== TASK TO CARRY OUT ==
Repeat, line for line, the entries printed below.

== TASK DATA ==
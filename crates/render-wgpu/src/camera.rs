use glam::{Mat4, Vec3};
use std::f32::consts::{PI, TAU};

/// Polar angle is kept this far away from the poles so `look_at` stays valid.
const POLE_EPSILON: f32 = 1e-4;

/// Orbit camera around a target with damped rotate, pan and zoom.
///
/// Input accumulates into pending deltas; [`update`](Self::update) applies a
/// `damping` fraction of them each frame and decays the rest, so motion eases
/// out after the pointer stops.
#[derive(Debug, Clone)]
pub struct OrbitCamera {
    pub target: Vec3,
    pub radius: f32,
    /// Azimuth around +Y, measured from +Z towards +X.
    pub theta: f32,
    /// Polar angle from +Y.
    pub phi: f32,
    pub fov: f32,
    pub aspect: f32,
    pub near: f32,
    pub far: f32,
    pub damping: f32,
    pub min_radius: f32,
    pub max_radius: f32,
    pending_theta: f32,
    pending_phi: f32,
    pending_pan: Vec3,
    pending_scale: f32,
}

impl Default for OrbitCamera {
    fn default() -> Self {
        Self::looking_at(Vec3::new(13.0, -3.0, -5.0), Vec3::ZERO)
    }
}

impl OrbitCamera {
    /// A camera at `position` orbiting `target`.
    pub fn looking_at(position: Vec3, target: Vec3) -> Self {
        let offset = position - target;
        let radius = offset.length().max(1e-3);
        Self {
            target,
            radius,
            theta: offset.x.atan2(offset.z),
            phi: (offset.y / radius).clamp(-1.0, 1.0).acos(),
            fov: 35.0_f32.to_radians(),
            aspect: 16.0 / 9.0,
            near: 0.1,
            far: 100.0,
            damping: 0.05,
            min_radius: 0.5,
            max_radius: 50.0,
            pending_theta: 0.0,
            pending_phi: 0.0,
            pending_pan: Vec3::ZERO,
            pending_scale: 1.0,
        }
    }

    pub fn position(&self) -> Vec3 {
        let (sin_phi, cos_phi) = self.phi.sin_cos();
        let (sin_theta, cos_theta) = self.theta.sin_cos();
        self.target + self.radius * Vec3::new(sin_phi * sin_theta, cos_phi, sin_phi * cos_theta)
    }

    /// Rotate by a pointer drag of `dx, dy` pixels on a viewport `height`
    /// pixels tall. A drag across the full height turns a full circle.
    pub fn rotate(&mut self, dx: f32, dy: f32, height: f32) {
        let height = height.max(1.0);
        self.pending_theta -= TAU * dx / height;
        self.pending_phi -= TAU * dy / height;
    }

    /// Pan so the point under the cursor follows it.
    pub fn pan(&mut self, dx: f32, dy: f32, height: f32) {
        let height = height.max(1.0);
        let view = self.view_matrix().inverse();
        let right = view.x_axis.truncate();
        let up = view.y_axis.truncate();
        let distance = self.radius * (self.fov * 0.5).tan();
        self.pending_pan += -right * (2.0 * dx * distance / height);
        self.pending_pan += up * (2.0 * dy * distance / height);
    }

    /// Dolly in for positive `steps`, out for negative ones.
    pub fn zoom(&mut self, steps: f32) {
        self.pending_scale *= 0.95_f32.powf(steps);
    }

    /// Apply pending input. Call once per frame.
    pub fn update(&mut self) {
        self.theta += self.pending_theta * self.damping;
        self.phi += self.pending_phi * self.damping;
        self.target += self.pending_pan * self.damping;
        self.radius = (self.radius * self.pending_scale).clamp(self.min_radius, self.max_radius);

        self.theta = self.theta.rem_euclid(TAU);
        self.phi = self.phi.clamp(POLE_EPSILON, PI - POLE_EPSILON);

        let decay = 1.0 - self.damping;
        self.pending_theta *= decay;
        self.pending_phi *= decay;
        self.pending_pan *= decay;
        self.pending_scale = 1.0;
    }

    pub fn view_matrix(&self) -> Mat4 {
        Mat4::look_at_rh(self.position(), self.target, Vec3::Y)
    }

    pub fn projection_matrix(&self) -> Mat4 {
        Mat4::perspective_rh(self.fov, self.aspect, self.near, self.far)
    }

    pub fn view_projection(&self) -> Mat4 {
        self.projection_matrix() * self.view_matrix()
    }
}

#[cfg(test)]
mod tests {
    use super::*;

    #[test]
    fn default_camera_matches_scene() {
        let cam = OrbitCamera::default();
        assert!((cam.position() - Vec3::new(13.0, -3.0, -5.0)).length() < 1e-4);
        assert_eq!(cam.near, 0.1);
        assert_eq!(cam.far, 100.0);
        assert!((cam.fov.to_degrees() - 35.0).abs() < 1e-4);
    }

    #[test]
    fn target_projects_to_centre() {
        let cam = OrbitCamera::default();
        let ndc = cam.view_projection().project_point3(cam.target);
        assert!(ndc.x.abs() < 1e-5 && ndc.y.abs() < 1e-5);
        assert!(ndc.z > 0.0 && ndc.z < 1.0);
    }

    #[test]
    fn rotation_keeps_distance_and_eases_out() {
        let mut cam = OrbitCamera::default();
        let start = cam.position();
        cam.rotate(120.0, 30.0, 720.0);
        cam.update();
        let after_one = cam.position();
        assert_ne!(after_one, start);
        assert!((after_one.length() - start.length()).abs() < 1e-3);

        let first_step = after_one.distance(start);
        for _ in 0..200 {
            cam.update();
        }
        let last = cam.position();
        cam.update();
        let tail_step = cam.position().distance(last);
        assert!(tail_step < first_step);
        assert!(tail_step < 1e-4);
    }

    #[test]
    fn zoom_changes_radius_within_limits() {
        let mut cam = OrbitCamera::default();
        let r = cam.radius;
        cam.zoom(3.0);
        cam.update();
        assert!(cam.radius < r);
        cam.zoom(-1000.0);
        cam.update();
        assert_eq!(cam.radius, cam.max_radius);
    }

    #[test]
    fn pan_moves_target_sideways() {
        let mut cam = OrbitCamera::default();
        let forward = (cam.target - cam.position()).normalize();
        cam.pan(50.0, 0.0, 720.0);
        for _ in 0..300 {
            cam.update();
        }
        assert!(cam.target.length() > 0.1);
        assert!(cam.target.normalize().dot(forward).abs() < 1e-3);
    }

    #[test]
    fn phi_never_reaches_pole() {
        let mut cam = OrbitCamera::default();
        cam.rotate(0.0, -100_000.0, 720.0);
        for _ in 0..50 {
            cam.update();
        }
        assert!(cam.phi > 0.0 && cam.phi < PI);
        assert!(!cam.view_matrix().is_nan());
    }
}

== SOLUTION TO THIS TASK ==
filename crates/render-wgpu/src/camera.rs
use glam::{Mat4, Vec3};
use std::f32::consts::{PI, TAU};

/// Polar angle is kept this far away from the poles so `look_at` stays valid.
const POLE_EPSILON: f32 = 1e-4;

/// Orbit camera around a target with damped rotate, pan and zoom.
///
/// Input accumulates into pending deltas; [`update`](Self::update) applies a
/// `damping` fraction of them each frame and decays the rest, so motion eases
/// out after the pointer stops.
#[derive(Debug, Clone)]
pub struct OrbitCamera {
    pub target: Vec3,
    pub radius: f32,
    /// Azimuth around +Y, measured from +Z towards +X.
    pub theta: f32,
    /// Polar angle from +Y.
    pub phi: f32,
    pub fov: f32,
    pub aspect: f32,
    pub near: f32,
    pub far: f32,
    pub damping: f32,
    pub min_radius: f32,
    pub max_radius: f32,
    pending_theta: f32,
    pending_phi: f32,
    pending_pan: Vec3,
    pending_scale: f32,
}

impl Default for OrbitCamera {
    fn default() -> Self {
        Self::looking_at(Vec3::new(13.0, -3.0, -5.0), Vec3::ZERO)
    }
}

impl OrbitCamera {
    /// A camera at `position` orbiting `target`.
    pub fn looking_at(position: Vec3, target: Vec3) -> Self {
        let offset = position - target;
        let radius = offset.length().max(1e-3);
        Self {
            target,
            radius,
            theta: offset.x.atan2(offset.z),
            phi: (offset.y / radius).clamp(-1.0, 1.0).acos(),
            fov: 35.0_f32.to_radians(),
            aspect: 16.0 / 9.0,
            near: 0.1,
            far: 100.0,
            damping: 0.05,
            min_radius: 0.5,
            max_radius: 50.0,
            pending_theta: 0.0,
            pending_phi: 0.0,
            pending_pan: Vec3::ZERO,
            pending_scale: 1.0,
        }
    }

    pub fn position(&self) -> Vec3 {
        let (sin_phi, cos_phi) = self.phi.sin_cos();
        let (sin_theta, cos_theta) = self.theta.sin_cos();
        self.target + self.radius * Vec3::new(sin_phi * sin_theta, cos_phi, sin_phi * cos_theta)
    }

    /// Rotate by a pointer drag of `dx, dy` pixels on a viewport `height`
    /// pixels tall. A drag across the full height turns a full circle.
    pub fn rotate(&mut self, dx: f32, dy: f32, height: f32) {
        let height = height.max(1.0);
        self.pending_theta -= TAU * dx / height;
        self.pending_phi -= TAU * dy / height;
    }

    /// Pan so the point under the cursor follows it.
    pub fn pan(&mut self, dx: f32, dy: f32, height: f32) {
        let height = height.max(1.0);
        let view = self.view_matrix().inverse();
        let right = view.x_axis.truncate();
        let up = view.y_axis.truncate();
        let distance = self.radius * (self.fov * 0.5).tan();
        self.pending_pan += -right * (2.0 * dx * distance / height);
        self.pending_pan += up * (2.0 * dy * distance / height);
    }

    /// Dolly in for positive `steps`, out for negative ones.
    pub fn zoom(&mut self, steps: f32) {
        self.pending_scale *= 0.95_f32.powf(steps);
    }

    /// Apply pending input. Call once per frame.
    pub fn update(&mut self) {
        self.theta += self.pending_theta * self.damping;
        self.phi += self.pending_phi * self.damping;
        self.target += self.pending_pan * self.damping;
        self.radius = (self.radius * self.pending_scale).clamp(self.min_radius, self.max_radius);

        self.theta = self.theta.rem_euclid(TAU);
        self.phi = self.phi.clamp(POLE_EPSILON, PI - POLE_EPSILON);

        let decay = 1.0 - self.damping;
        self.pending_theta *= decay;
        self.pending_phi *= decay;
        self.pending_pan *= decay;
        self.pending_scale = 1.0;
    }

    pub fn view_matrix(&self) -> Mat4 {
        Mat4::look_at_rh(self.position(), self.target, Vec3::Y)
    }

    pub fn projection_matrix(&self) -> Mat4 {
        Mat4::perspective_rh(self.fov, self.aspect, self.near, self.far)
    }

    pub fn view_projection(&self) -> Mat4 {
        self.projection_matrix() * self.view_matrix()
    }
}

#[cfg(test)]
mod tests {
    use super::*;

    #[test]
    fn default_camera_matches_scene() {
        let cam = OrbitCamera::default();
        assert!((cam.position() - Vec3::new(13.0, -3.0, -5.0)).length() < 1e-4);
        assert_eq!(cam.near, 0.1);
        assert_eq!(cam.far, 100.0);
        assert!((cam.fov.to_degrees() - 35.0).abs() < 1e-4);
    }

    #[test]
    fn target_projects_to_centre() {
        let cam = OrbitCamera::default();
        let ndc = cam.view_projection().project_point3(cam.target);
        assert!(ndc.x.abs() < 1e-5 && ndc.y.abs() < 1e-5);
        assert!(ndc.z > 0.0 && ndc.z < 1.0);
    }

    #[test]
    fn rotation_keeps_distance_and_eases_out() {
        let mut cam = OrbitCamera::default();
        let start = cam.position();
        cam.rotate(120.0, 30.0, 720.0);
        cam.update();
        let after_one = cam.position();
        assert_ne!(after_one, start);
        assert!((after_one.length() - start.length()).abs() < 1e-3);

        let first_step = after_one.distance(start);
        for _ in 0..200 {
            cam.update();
        }
        let last = cam.position();
        cam.update();
        let tail_step = cam.position().distance(last);
        assert!(tail_step < first_step);
        assert!(tail_step < 1e-4);
    }

    #[test]
    fn zoom_changes_radius_within_limits() {
        let mut cam = OrbitCamera::default();
        let r = cam.radius;
        cam.zoom(3.0);
        cam.update();
        assert!(cam.radius < r);
        cam.zoom(-1000.0);
        cam.update();
        assert_eq!(cam.radius, cam.max_radius);
    }

    #[test]
    fn pan_moves_target_sideways() {
        let mut cam = OrbitCamera::default();
        let forward = (cam.target - cam.position()).normalize();
        cam.pan(50.0, 0.0, 720.0);
        for _ in 0..300 {
            cam.update();
        }
        assert!(cam.target.length() > 0.1);
        assert!(cam.target.normalize().dot(forward).abs() < 1e-3);
    }

    #[test]
    fn phi_never_reaches_pole() {
        let mut cam = OrbitCamera::default();
        cam.rotate(0.0, -100_000.0, 720.0);
        for _ in 0..50 {
            cam.update();
        }
        assert!(cam.phi > 0.0 && cam.phi < PI);
        assert!(!cam.view_matrix().is_nan());
    }
}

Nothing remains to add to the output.